Hunters in Delaware harvested 14,883 deer during the 2018-19 hunting season, the sixth year in a row that the state’s white-tailed deer harvest has exceeded 14,000 deer.
This season’s harvest ranked as the second highest in Delaware’s history, exceeded only by the 2017-18 harvest of 15,304 deer. Inclement weather limited the deer harvest during this past season’s opening weekend of the popular November deer shotgun season, which likely reduced the overall annual harvest.
The highest 2018-19 season harvest occurred in Sussex County, with 7,735 deer, followed by Kent County with 4,299 deer, New Castle County with 2,849 deer.

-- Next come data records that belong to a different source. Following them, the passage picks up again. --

//! Transient notifications: at most one visible, the rest queued FIFO.

use parking_lot::Mutex;
use serde::{Deserialize, Serialize};
use std::collections::VecDeque;
use std::fmt;
use std::sync::Arc;
use std::time::Duration;
use tokio::sync::broadcast;
use tracing::{debug, warn};

pub const DEFAULT_DURATION: Duration = Duration::from_millis(3000);

#[derive(Debug, Clone, Copy, PartialEq, Eq, Hash, Serialize, Deserialize)]
#[serde(rename_all = "lowercase")]
pub enum ToastKind {
    Success,
    Error,
    Info,
    Warning,
}

impl fmt::Display for ToastKind {
    fn fmt(&self, f: &mut fmt::Formatter<'_>) -> fmt::Result {
        let s = match self {
            ToastKind::Success => "success",
            ToastKind::Error => "error",
            ToastKind::Info => "info",
            ToastKind::Warning => "warning",
        };
        f.write_str(s)
    }
}

#[derive(Debug, Clone, Copy, PartialEq, Eq, Hash, PartialOrd, Ord, Serialize, Deserialize)]
pub struct ToastId(pub u64);

#[derive(Debug, Clone, PartialEq, Serialize)]
pub struct Toast {
    pub id: ToastId,
    pub message: String,
    pub kind: ToastKind,
    #[serde(with = "duration_ms")]
    pub duration: Duration,
}

// ============================================================================
// Queue
// ============================================================================

/// Synchronous queue state. Timing is the caller's business.
#[derive(Debug)]
pub struct ToastQueue {
    visible: Option<Toast>,
    pending: VecDeque<Toast>,
    next_id: u64,
    default_duration: Duration,
}

impl ToastQueue {
    pub fn new(default_duration: Duration) -> Self {
        Self {
            visible: None,
            pending: VecDeque::new(),
            next_id: 1,
            default_duration,
        }
    }

    /// Enqueue a toast. Returns it when it became visible immediately.
    pub fn show(&mut self, message: impl Into<String>, kind: ToastKind) -> (ToastId, Option<Toast>) {
        let duration = self.default_duration;
        self.show_for(message, kind, duration)
    }

    pub fn show_for(
        &mut self,
        message: impl Into<String>,
        kind: ToastKind,
        duration: Duration,
    ) -> (ToastId, Option<Toast>) {
        let id = ToastId(self.next_id);
        self.next_id += 1;
        let toast = Toast {
            id,
            message: message.into(),
            kind,
            duration,
        };

        if self.visible.is_none() {
            self.visible = Some(toast.clone());
            (id, Some(toast))
        } else {
            self.pending.push_back(toast);
            (id, None)
        }
    }

    /// Dismiss the visible toast and promote the next one.
    ///
    /// Returns the dismissed toast and the newly visible one.
    pub fn hide(&mut self) -> (Option<Toast>, Option<Toast>) {
        let hidden = self.visible.take();
        if hidden.is_some() {
            self.visible = self.pending.pop_front();
        }
        (hidden, self.visible.clone())
    }

    /// Like [`hide`](Self::hide), but only if `id` is still the visible toast.
    pub fn hide_if(&mut self, id: ToastId) -> (Option<Toast>, Option<Toast>) {
        match &self.visible {
            Some(t) if t.id == id => self.hide(),
            _ => (None, None),
        }
    }

    pub fn visible(&self) -> Option<&Toast> {
        self.visible.as_ref()
    }

    pub fn pending(&self) -> usize {
        self.pending.len()
    }
}

// ============================================================================
// Service
// ============================================================================

#[derive(Debug, Clone, PartialEq)]
pub enum ToastEvent {
    Shown(Toast),
    Hidden(Toast),
}

struct Inner {
    queue: Mutex<ToastQueue>,
    events: broadcast::Sender<ToastEvent>,
}

/// Shared toast driver: owns the queue and one timer for the visible toast.
#[derive(Clone)]
pub struct ToastService {
    inner: Arc<Inner>,
}

impl ToastService {
    pub fn new(default_duration: Duration) -> Self {
        let (events, _) = broadcast::channel(64);
        Self {
            inner: Arc::new(Inner {
                queue: Mutex::new(ToastQueue::new(default_duration)),
                events,
            }),
        }
    }

    pub fn subscribe(&self) -> broadcast::Receiver<ToastEvent> {
        self.inner.events.subscribe()
    }

    pub fn show(&self, message: impl Into<String>, kind: ToastKind) -> ToastId {
        let (id, shown) = self.inner.queue.lock().show(message, kind);
        if let Some(toast) = shown {
            self.on_shown(toast);
        }
        id
    }

    pub fn show_for(&self, message: impl Into<String>, kind: ToastKind, duration: Duration) -> ToastId {
        let (id, shown) = self.inner.queue.lock().show_for(message, kind, duration);
        if let Some(toast) = shown {
            self.on_shown(toast);
        }
        id
    }

    /// Dismiss the visible toast before its timer fires.
    pub fn dismiss(&self) {
        let result = self.inner.queue.lock().hide();
        self.on_hidden(result);
    }

    pub fn visible(&self) -> Option<Toast> {
        self.inner.queue.lock().visible().cloned()
    }

    pub fn pending(&self) -> usize {
        self.inner.queue.lock().pending()
    }

    fn on_shown(&self, toast: Toast) {
        debug!("Toast [{}] {}", toast.kind, toast.message);
        let _ = self.inner.events.send(ToastEvent::Shown(toast.clone()));

        let Ok(handle) = tokio::runtime::Handle::try_current() else {
            warn!("No runtime for toast timer, '{}' stays until dismissed", toast.message);
            return;
        };
        let service = self.clone();
        handle.spawn(async move {
            tokio::time::sleep(toast.duration).await;
            let result = service.inner.queue.lock().hide_if(toast.id);
            service.on_hidden(result);
        });
    }

    fn on_hidden(&self, (hidden, next): (Option<Toast>, Option<Toast>)) {
        if let Some(toast) = hidden {
            let _ = self.inner.events.send(ToastEvent::Hidden(toast));
        }
        if let Some(toast) = next {
            self.on_shown(toast);
        }
    }
}

impl Default for ToastService {
    fn default() -> Self {
        Self::new(DEFAULT_DURATION)
    }
}

mod duration_ms {
    use serde::Serializer;
    use std::time::Duration;

    pub fn serialize<S: Serializer>(d: &Duration, s: S) -> Result<S::Ok, S::Error> {
        s.serialize_u64(d.as_millis() as u64)
    }
}
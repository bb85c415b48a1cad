use super::connection::{ConnectionState, EventStream, ReconnectPolicy};
use super::events::StreamEvent;
use super::observables::{ObservableNode, ObservableStore};
use crate::api::{ApiClient, ApiError};
use parking_lot::Mutex;
use std::sync::Arc;
use tokio::sync::watch;
use tokio::task::JoinHandle;
use tracing::debug;

/// What the status page shows for one agent.
#[derive(Debug, Default, Clone)]
pub struct StatusView {
    pub status: Option<String>,
    pub active: bool,
    pub history: Vec<String>,
    pub error: Option<String>,
    pub observables: ObservableStore,
}

impl StatusView {
    pub fn apply(&mut self, event: StreamEvent) -> bool {
        match event {
            StreamEvent::Status(status) => {
                self.status = Some(status);
                true
            }
            StreamEvent::Error(error) => {
                self.error = Some(error);
                true
            }
            StreamEvent::Observable(update) => {
                self.observables.apply(update);
                true
            }
            StreamEvent::Message(_) => false,
        }
    }

    pub fn tree(&self) -> Vec<ObservableNode> {
        self.observables.tree()
    }
}

/// Keeps a [`StatusView`] current from the agent's event stream.
pub struct StatusWatcher {
    agent: String,
    client: ApiClient,
    view: Arc<Mutex<StatusView>>,
    version: watch::Sender<u64>,
    connection: watch::Receiver<ConnectionState>,
    fold: JoinHandle<()>,
}

impl StatusWatcher {
    pub fn open(client: &ApiClient, agent: &str, policy: ReconnectPolicy) -> Self {
        let mut stream = EventStream::open(client, agent, policy);
        let connection = stream.watch_state();
        let view = Arc::new(Mutex::new(StatusView::default()));
        let (version, _) = watch::channel(0u64);

        let fold = {
            let view = view.clone();
            let version = version.clone();
            tokio::spawn(async move {
                while let Some(event) = stream.next().await {
                    if view.lock().apply(event) {
                        version.send_modify(|v| *v += 1);
                    }
                }
            })
        };

        Self {
            agent: agent.to_string(),
            client: client.clone(),
            view,
            version,
            connection,
            fold,
        }
    }

    /// Load the status history and active flag over REST.
    pub async fn refresh(&self) -> Result<(), ApiError> {
        let history = self.client.status_history(&self.agent).await?;
        debug!("Loaded {} status entries for '{}'", history.history.len(), self.agent);
        {
            let mut view = self.view.lock();
            view.active = history.active;
            view.history = history.history;
        }
        self.version.send_modify(|v| *v += 1);
        Ok(())
    }

    pub fn snapshot(&self) -> StatusView {
        self.view.lock().clone()
    }

    pub fn tree(&self) -> Vec<ObservableNode> {
        self.view.lock().tree()
    }

    pub fn connection_state(&self) -> ConnectionState {
        *self.connection.borrow()
    }

    pub fn watch_connection(&self) -> watch::Receiver<ConnectionState> {
        self.connection.clone()
    }

    pub fn subscribe(&self) -> watch::Receiver<u64> {
        self.version.subscribe()
    }
}

impl Drop for StatusWatcher {
    fn drop(&mut self) {
        self.fold.abort();
    }
}
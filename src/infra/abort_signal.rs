//! Cooperative cancellation for long-running stream tasks.
//!
//! An [`AbortHandle`] is shared between the owner of a background task and
//! the task itself. The owner signals once; every `.await` wrapped in
//! [`until_aborted`] returns early.

use std::future::Future;
use std::sync::atomic::{AtomicBool, Ordering};
use std::sync::Arc;
use thiserror::Error;
use tokio::sync::Notify;

#[derive(Debug, Clone, Copy, PartialEq, Eq, Error)]
#[error("aborted")]
pub struct Aborted;

/// A cooperative abort handle. Clones share the same signal.
///
/// `abort()` may be called before anyone waits; the flag is checked on
/// every `wait()`.
#[derive(Debug, Clone, Default)]
pub struct AbortHandle {
    inner: Arc<Inner>,
}

#[derive(Debug, Default)]
struct Inner {
    aborted: AtomicBool,
    notify: Notify,
}

impl AbortHandle {
    pub fn new() -> Self {
        Self::default()
    }

    pub fn abort(&self) {
        self.inner.aborted.store(true, Ordering::Release);
        self.inner.notify.notify_waiters();
    }

    pub fn is_aborted(&self) -> bool {
        self.inner.aborted.load(Ordering::Acquire)
    }

    /// Resolves once `abort()` has been called.
    pub async fn wait(&self) {
        loop {
            // Register before checking the flag so an abort in between is not missed.
            let notified = self.inner.notify.notified();
            if self.is_aborted() {
                return;
            }
            notified.await;
        }
    }

    /// Guard that aborts this handle when dropped.
    pub fn drop_guard(&self) -> AbortOnDrop {
        AbortOnDrop(self.clone())
    }
}

/// Aborts the wrapped handle on drop.
#[derive(Debug)]
pub struct AbortOnDrop(AbortHandle);

impl AbortOnDrop {
    pub fn handle(&self) -> &AbortHandle {
        &self.0
    }
}

impl Drop for AbortOnDrop {
    fn drop(&mut self) {
        self.0.abort();
    }
}

/// Run `task` unless `abort` fires first, in which case the task is dropped.
pub async fn until_aborted<T, F>(task: F, abort: &AbortHandle) -> Result<T, Aborted>
where
    F: Future<Output = T>,
{
    tokio::select! {
        biased;
        _ = abort.wait() => Err(Aborted),
        result = task => Ok(result),
    }
}

#[cfg(test)]
mod tests {
    use super::*;
    use std::time::Duration;

    #[tokio::test]
    async fn abort_wakes_waiters() {
        let handle = AbortHandle::new();
        let waiter = {
            let handle = handle.clone();
            tokio::spawn(async move {
                handle.wait().await;
                true
            })
        };

        tokio::task::yield_now().await;
        handle.abort();
        assert!(waiter.await.unwrap());
    }

    #[tokio::test]
    async fn completed_task_returns_its_value() {
        let handle = AbortHandle::new();
        assert_eq!(until_aborted(async { 42 }, &handle).await, Ok(42));
    }

    #[tokio::test(start_paused = true)]
    async fn pending_task_is_cut_short() {
        let handle = AbortHandle::new();
        handle.abort();
        let result = until_aborted(tokio::time::sleep(Duration::from_secs(3600)), &handle).await;
        assert_eq!(result, Err(Aborted));
    }

    #[test]
    fn guard_aborts_on_drop() {
        let handle = AbortHandle::new();
        let guard = handle.drop_guard();
        assert!(!guard.handle().is_aborted());
        drop(guard);
        assert!(handle.is_aborted());
    }
}
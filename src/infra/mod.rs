pub mod abort_signal;
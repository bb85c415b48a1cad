use anyhow::{bail, Context, Result};
use serde_json::Value;
use std::path::Path;

/// Maximum size for a config file (1 MB).
pub const MAX_CONFIG_FILE_BYTES: u64 = 1024 * 1024;

/// Parse a JSON5 configuration string. Plain JSON is valid JSON5.
pub fn parse_config_json5(content: &str) -> Result<Value> {
    let value: Value = json5::from_str(content)?;
    Ok(value)
}

/// Read a configuration file into a JSON value, choosing the parser by
/// extension (`yaml`/`yml`, `toml`, otherwise JSON5).
///
/// Files larger than `MAX_CONFIG_FILE_BYTES` are rejected.
pub fn read_config_file_snapshot(path: &Path) -> Result<Value> {
    let metadata = std::fs::metadata(path)
        .with_context(|| format!("Cannot stat config file '{}'", path.display()))?;
    if !metadata.is_file() {
        bail!("Config path '{}' is not a file", path.display());
    }
    if metadata.len() > MAX_CONFIG_FILE_BYTES {
        bail!(
            "Config file '{}' is {} bytes, exceeds limit of {} bytes",
            path.display(),
            metadata.len(),
            MAX_CONFIG_FILE_BYTES,
        );
    }

    let content = std::fs::read_to_string(path)
        .with_context(|| format!("Failed to read config file '{}'", path.display()))?;

    let ext = path.extension().and_then(|e| e.to_str()).unwrap_or("json");
    let value = match ext {
        "yaml" | "yml" => serde_yaml::from_str(&content)
            .with_context(|| format!("Invalid YAML in '{}'", path.display()))?,
        "toml" => toml::from_str(&content)
            .with_context(|| format!("Invalid TOML in '{}'", path.display()))?,
        _ => parse_config_json5(&content)
            .with_context(|| format!("Invalid JSON in '{}'", path.display()))?,
    };

    // An empty YAML document parses as null.
    Ok(match value {
        Value::Null => Value::Object(Default::default()),
        other => other,
    })
}

/// Deep merge two JSON config values (source into target).
pub fn merge_config_values(target: &mut Value, source: &Value) {
    match (target, source) {
        (Value::Object(ref mut target_map), Value::Object(source_map)) => {
            for (key, value) in source_map {
                let entry = target_map.entry(key.clone()).or_insert(Value::Null);
                merge_config_values(entry, value);
            }
        }
        (target, source) => {
            *target = source.clone();
        }
    }
}

/// Compute a hash of a configuration snapshot for change detection.
pub fn resolve_config_snapshot_hash(value: &Value) -> String {
    use sha2::{Digest, Sha256};
    let canonical = serde_json::to_string(value).unwrap_or_default();
    let hash = Sha256::digest(canonical.as_bytes());
    hex::encode(hash)
}

/// Write configuration to a JSON file, creating parent directories.
pub fn write_config_file(path: &Path, config: &Value) -> Result<()> {
    if let Some(parent) = path.parent().filter(|p| !p.as_os_str().is_empty()) {
        std::fs::create_dir_all(parent)
            .with_context(|| format!("Cannot create '{}'", parent.display()))?;
    }
    let content = serde_json::to_string_pretty(config)?;
    std::fs::write(path, content)
        .with_context(|| format!("Failed to write config file '{}'", path.display()))?;
    Ok(())
}

// ============================================================================
// Tests
// ============================================================================
impl ConfigListEditor {
    pub fn new(kind: ItemKind, groups: Vec<FieldGroup>) -> Self {
        Self {
            kind,
            items: Vec::new(),
            groups,
            mode: ValueMode::Typed,
        }
    }

    pub fn with_mode(mut self, mode: ValueMode) -> Self {
        self.mode = mode;
        self
    }

    /// Editor pre-filled from the backend's wire representation.
    pub fn from_wire(kind: ItemKind, groups: Vec<FieldGroup>, items: &[Value]) -> Self {
        let mut editor = Self::new(kind, groups);
        editor.items = items
            .iter()
            .map(|v| ConfigItem::from_wire(kind, v))
            .collect();
        editor
    }

    pub fn kind(&self) -> ItemKind {
        self.kind
    }

    pub fn mode(&self) -> ValueMode {
        self.mode
    }

    pub fn set_mode(&mut self, mode: ValueMode) {
        self.mode = mode;
    }

    pub fn items(&self) -> &[ConfigItem] {
        &self.items
    }

    pub fn item(&self, index: usize) -> Option<&ConfigItem> {
        self.items.get(index)
    }

    pub fn len(&self) -> usize {
        self.items.len()
    }

    pub fn is_empty(&self) -> bool {
        self.items.is_empty()
    }

    pub fn groups(&self) -> &[FieldGroup] {
        &self.groups
    }

    /// Replace the field-group catalogue (e.g. once metadata arrives).
    pub fn set_groups(&mut self, groups: Vec<FieldGroup>) {
        self.groups = groups;
    }

    pub fn index_of(&self, key: ItemKey) -> Option<usize> {
        self.items.iter().position(|item| item.key() == key)
    }

    /// Append an item with no type and an empty config.
    pub fn add(&mut self) -> ItemKey {
        let item = ConfigItem::empty(self.kind);
        let key = item.key();
        self.items.push(item);
        debug!("Added {} #{}", self.kind, self.items.len());
        key
    }

    /// Append a fully formed item (used by the CLI and hydration).
    pub fn push(&mut self, item: ConfigItem) -> ItemKey {
        let key = item.key();
        self.items.push(item);
        key
    }

    /// Remove by index; later items shift down.
    pub fn remove(&mut self, index: usize) -> Result<ConfigItem, FormError> {
        self.check_index(index)?;
        Ok(self.items.remove(index))
    }

    pub fn remove_key(&mut self, key: ItemKey) -> Option<ConfigItem> {
        let index = self.index_of(key)?;
        Some(self.items.remove(index))
    }

    /// Change the discriminant only. Previously entered config values are
    /// kept, so switching back to an earlier type restores them; defaults of
    /// the new type fill keys that are still missing.
    pub fn change_type(&mut self, index: usize, new_type: &str) -> Result<(), FormError> {
        self.check_index(index)?;
        let mut updated = self.items[index].with_discriminant(new_type);
        if let Some(group) = find_group(&self.groups, new_type) {
            apply_defaults(&group.fields, &mut updated.config);
        }
        debug!(
            "{} #{} type '{}' -> '{}'",
            self.kind,
            index + 1,
            self.items[index].discriminant,
            new_type
        );
        self.items[index] = updated;
        Ok(())
    }

    /// Set one config field from a raw control edit.
    ///
    /// The value is coerced according to the field's definition in the
    /// item's group; fields outside the group are treated as text.
    pub fn change_field(
        &mut self,
        index: usize,
        field: &str,
        raw: impl Into<RawInput>,
    ) -> Result<(), FormError> {
        self.check_index(index)?;
        let item = &self.items[index];
        let group = find_group(&self.groups, &item.discriminant);
        let value = match group.and_then(|g| g.field(field)) {
            Some(def) => coerce_input(def, raw.into(), self.mode),
            None => coerce_for_kind(FieldKind::Text, raw.into(), self.mode),
        };

        let mut config = item.config.clone();
        config.insert(field.to_string(), value);
        if let Some(group) = group {
            apply_defaults(&group.fields, &mut config);
        }
        self.items[index] = item.with_config(config);
        Ok(())
    }

    /// Set one config key to an already-typed value.
    pub fn set_config_value(
        &mut self,
        index: usize,
        field: &str,
        value: Value,
    ) -> Result<(), FormError> {
        self.check_index(index)?;
        let mut config = self.items[index].config.clone();
        config.insert(field.to_string(), value);
        self.items[index] = self.items[index].with_config(config);
        Ok(())
    }

    /// Replace an item's config from JSON text typed by the user.
    ///
    /// Invalid JSON or a non-object leaves the item unchanged.
    pub fn set_raw_config(&mut self, index: usize, text: &str) -> Result<(), FormError> {
        self.check_index(index)?;
        let context = format!("{} #{}", self.kind, index + 1);
        let parsed: Value = serde_json::from_str(text)
            .map_err(|source| FormError::InvalidJson {
                context: context.clone(),
                source,
            })?;
        let Value::Object(config) = parsed else {
            return Err(FormError::NotAnObject(context));
        };
        self.items[index] = self.items[index].with_config(config);
        Ok(())
    }

    /// Describe every item for drawing.
    pub fn render(&self) -> Vec<RenderedItem> {
        let options: Vec<FieldOption> = std::iter::once(FieldOption::new(
            "",
            format!("Select a {} type", self.kind.noun()),
        ))
        .chain(
            self.groups
                .iter()
                .map(|g| FieldOption::new(g.name.clone(), g.label.clone())),
        )
        .collect();

        self.items
            .iter()
            .enumerate()
            .map(|(index, item)| {
                let prefix = format!("{}-{}-", self.kind.noun().replace(' ', "_"), index);
                let fields = find_group(&self.groups, &item.discriminant).map(|group| {
                    let mut values = item.config.clone();
                    apply_defaults(&group.fields, &mut values);
                    render_group(&group.fields, &values, &prefix)
                });
                RenderedItem {
                    key: item.key(),
                    index,
                    title: format!("{} #{}", self.kind.title(), index + 1),
                    type_selector: TypeSelector {
                        id: format!("{}type", prefix),
                        label: format!("{} Type", self.kind.title()),
                        selected: item.discriminant.clone(),
                        options: options.clone(),
                    },
                    fields,
                }
            })
            .collect()
    }

    /// Check the list is fit for submission.
    ///
    /// Every item needs a type. Required fields of known types must be set.
    pub fn validate(&self) -> Result<(), FormError> {
        for (index, item) in self.items.iter().enumerate() {
            if item.discriminant.trim().is_empty() {
                return Err(FormError::MissingType {
                    item: self.kind.title().to_string(),
                    position: index + 1,
                });
            }
            if let Some(group) = find_group(&self.groups, &item.discriminant) {
                if let Some(name) = missing_required(&group.fields, &item.config).into_iter().next() {
                    return Err(FormError::MissingRequired(format!(
                        "{} #{} field '{}'",
                        self.kind.title(),
                        index + 1,
                        name
                    )));
                }
            }
        }
        Ok(())
    }

    /// Items in wire form, configs serialized to JSON strings.
    pub fn to_wire(&self) -> Vec<Value> {
        self.items.iter().map(ConfigItem::to_wire).collect()
    }

    /// Config objects keyed by index, for inspection.
    pub fn configs(&self) -> Vec<&Map<String, Value>> {
        self.items.iter().map(|i| &i.config).collect()
    }

    fn check_index(&self, index: usize) -> Result<(), FormError> {
        if index < self.items.len() {
            Ok(())
        } else {
            Err(FormError::IndexOutOfRange {
                index,
                len: self.items.len(),
            })
        }
    }
}
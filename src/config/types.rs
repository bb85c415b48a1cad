use super::defaults::*;
use serde::{Deserialize, Serialize};
use std::fmt;
use std::str::FromStr;
use std::time::Duration;

// ============================================================================
// Backend API
// ============================================================================

#[derive(Debug, Clone, Serialize, Deserialize, PartialEq)]
#[serde(rename_all = "camelCase")]
pub struct ApiConfig {
    #[serde(default = "default_base_url")]
    pub base_url: String,
    /// Sent as a bearer token when set.
    #[serde(default, skip_serializing_if = "Option::is_none")]
    pub token: Option<String>,
    #[serde(default = "default_timeout_secs")]
    pub timeout_secs: u64,
}

impl Default for ApiConfig {
    fn default() -> Self {
        Self {
            base_url: default_base_url(),
            token: None,
            timeout_secs: DEFAULT_TIMEOUT_SECS,
        }
    }
}

fn default_base_url() -> String {
    DEFAULT_BASE_URL.to_string()
}

fn default_timeout_secs() -> u64 {
    DEFAULT_TIMEOUT_SECS
}

// ============================================================================
// Event streams
// ============================================================================

#[derive(Debug, Clone, Serialize, Deserialize, PartialEq)]
#[serde(rename_all = "camelCase")]
pub struct RealtimeConfig {
    #[serde(default = "default_reconnect_delay_ms")]
    pub reconnect_delay_ms: u64,
    #[serde(default = "default_backoff_factor")]
    pub backoff_factor: f64,
    #[serde(default = "default_max_delay_ms")]
    pub max_delay_ms: u64,
    /// `None` retries forever.
    #[serde(default, skip_serializing_if = "Option::is_none")]
    pub max_attempts: Option<u32>,
}

impl Default for RealtimeConfig {
    fn default() -> Self {
        Self {
            reconnect_delay_ms: DEFAULT_RECONNECT_DELAY_MS,
            backoff_factor: DEFAULT_BACKOFF_FACTOR,
            max_delay_ms: DEFAULT_RECONNECT_MAX_MS,
            max_attempts: None,
        }
    }
}

fn default_reconnect_delay_ms() -> u64 {
    DEFAULT_RECONNECT_DELAY_MS
}

fn default_backoff_factor() -> f64 {
    DEFAULT_BACKOFF_FACTOR
}

fn default_max_delay_ms() -> u64 {
    DEFAULT_RECONNECT_MAX_MS
}

// ============================================================================
// Chat, toasts, forms
// ============================================================================

#[derive(Debug, Clone, Serialize, Deserialize, PartialEq, Eq)]
#[serde(rename_all = "camelCase")]
pub struct ChatConfig {
    #[serde(default = "default_sending_failsafe_ms")]
    pub sending_failsafe_ms: u64,
}

impl Default for ChatConfig {
    fn default() -> Self {
        Self {
            sending_failsafe_ms: DEFAULT_SENDING_FAILSAFE_MS,
        }
    }
}

impl ChatConfig {
    pub fn sending_failsafe(&self) -> Duration {
        Duration::from_millis(self.sending_failsafe_ms)
    }
}

fn default_sending_failsafe_ms() -> u64 {
    DEFAULT_SENDING_FAILSAFE_MS
}

#[derive(Debug, Clone, Serialize, Deserialize, PartialEq, Eq)]
#[serde(rename_all = "camelCase")]
pub struct ToastConfig {
    #[serde(default = "default_toast_duration_ms")]
    pub default_duration_ms: u64,
}

impl Default for ToastConfig {
    fn default() -> Self {
        Self {
            default_duration_ms: DEFAULT_TOAST_DURATION_MS,
        }
    }
}

impl ToastConfig {
    pub fn default_duration(&self) -> Duration {
        Duration::from_millis(self.default_duration_ms)
    }
}

fn default_toast_duration_ms() -> u64 {
    DEFAULT_TOAST_DURATION_MS
}

#[derive(Debug, Clone, Serialize, Deserialize, Default, PartialEq, Eq)]
#[serde(rename_all = "camelCase")]
pub struct FormsConfig {
    /// Keep item config values as strings instead of typed JSON.
    #[serde(default)]
    pub save_all_fields_as_string: bool,
}

// ============================================================================
// Logging
// ============================================================================

#[derive(Debug, Clone, Copy, PartialEq, Eq, Serialize, Deserialize, Default)]
#[serde(rename_all = "lowercase")]
pub enum LoggingLevel {
    Error,
    Warn,
    #[default]
    Info,
    Debug,
    Trace,
}

impl LoggingLevel {
    pub fn as_str(&self) -> &'static str {
        match self {
            LoggingLevel::Error => "error",
            LoggingLevel::Warn => "warn",
            LoggingLevel::Info => "info",
            LoggingLevel::Debug => "debug",
            LoggingLevel::Trace => "trace",
        }
    }
}

impl fmt::Display for LoggingLevel {
    fn fmt(&self, f: &mut fmt::Formatter<'_>) -> fmt::Result {
        f.write_str(self.as_str())
    }
}

impl FromStr for LoggingLevel {
    type Err = String;

    fn from_str(s: &str) -> Result<Self, Self::Err> {
        match s.trim().to_ascii_lowercase().as_str() {
            "error" => Ok(LoggingLevel::Error),
            "warn" | "warning" => Ok(LoggingLevel::Warn),
            "info" => Ok(LoggingLevel::Info),
            "debug" => Ok(LoggingLevel::Debug),
            "trace" => Ok(LoggingLevel::Trace),
            other => Err(format!("unknown log level '{other}'")),
        }
    }
}

#[derive(Debug, Clone, Serialize, Deserialize, Default, PartialEq, Eq)]
#[serde(rename_all = "camelCase")]
pub struct LoggingConfig {
    #[serde(default)]
    pub level: LoggingLevel,
    /// Emit JSON lines instead of the human format.
    #[serde(default)]
    pub json: bool,
}
//! Default configuration constants used across the client.

/// Default backend base URL.
pub const DEFAULT_BASE_URL: &str = "http://localhost:8080";

/// Default REST request timeout in seconds.
pub const DEFAULT_TIMEOUT_SECS: u64 = 30;

/// Default delay before reconnecting a dropped event stream.
pub const DEFAULT_RECONNECT_DELAY_MS: u64 = 5000;

/// Default reconnect backoff factor (1.0 = fixed delay).
pub const DEFAULT_BACKOFF_FACTOR: f64 = 1.0;

/// Default reconnect backoff ceiling.
pub const DEFAULT_RECONNECT_MAX_MS: u64 = 60_000;

/// Default time after which a chat send stops showing as in flight.
pub const DEFAULT_SENDING_FAILSAFE_MS: u64 = 5000;

/// Default toast display time.
pub const DEFAULT_TOAST_DURATION_MS: u64 = 3000;

/// Default log level for the `agentdash` target.
pub const DEFAULT_LOG_LEVEL: &str = "info";

/// Config file names searched in the working directory, in order.
pub const CONFIG_FILE_NAMES: [&str; 5] = [
    "agentdash.json",
    "agentdash.json5",
    "agentdash.yaml",
    "agentdash.yml",
    "agentdash.toml",
];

All Sundays during the various deer hunting seasons were open to deer hunting to provide additional hunting opportunities and to help manage the deer population, resulting in the harvest of 2,214 deer on the 23 Sundays from private lands and Division of Fish & Wildlife public wildlife areas.
Hunters harvested more does than bucks, for totals of 7,982 does (53.6 percent) and 6,901 bucks (46.4 percent). High doe harvest percentages are an important tool for properly managing the size and quality of Delaware’s deer population. Antlerless deer represented 69.7 percent of the total harvest.
Additional information will be made available on the Division of Fish & Wildlife website following further analyses of harvest data by division biologists.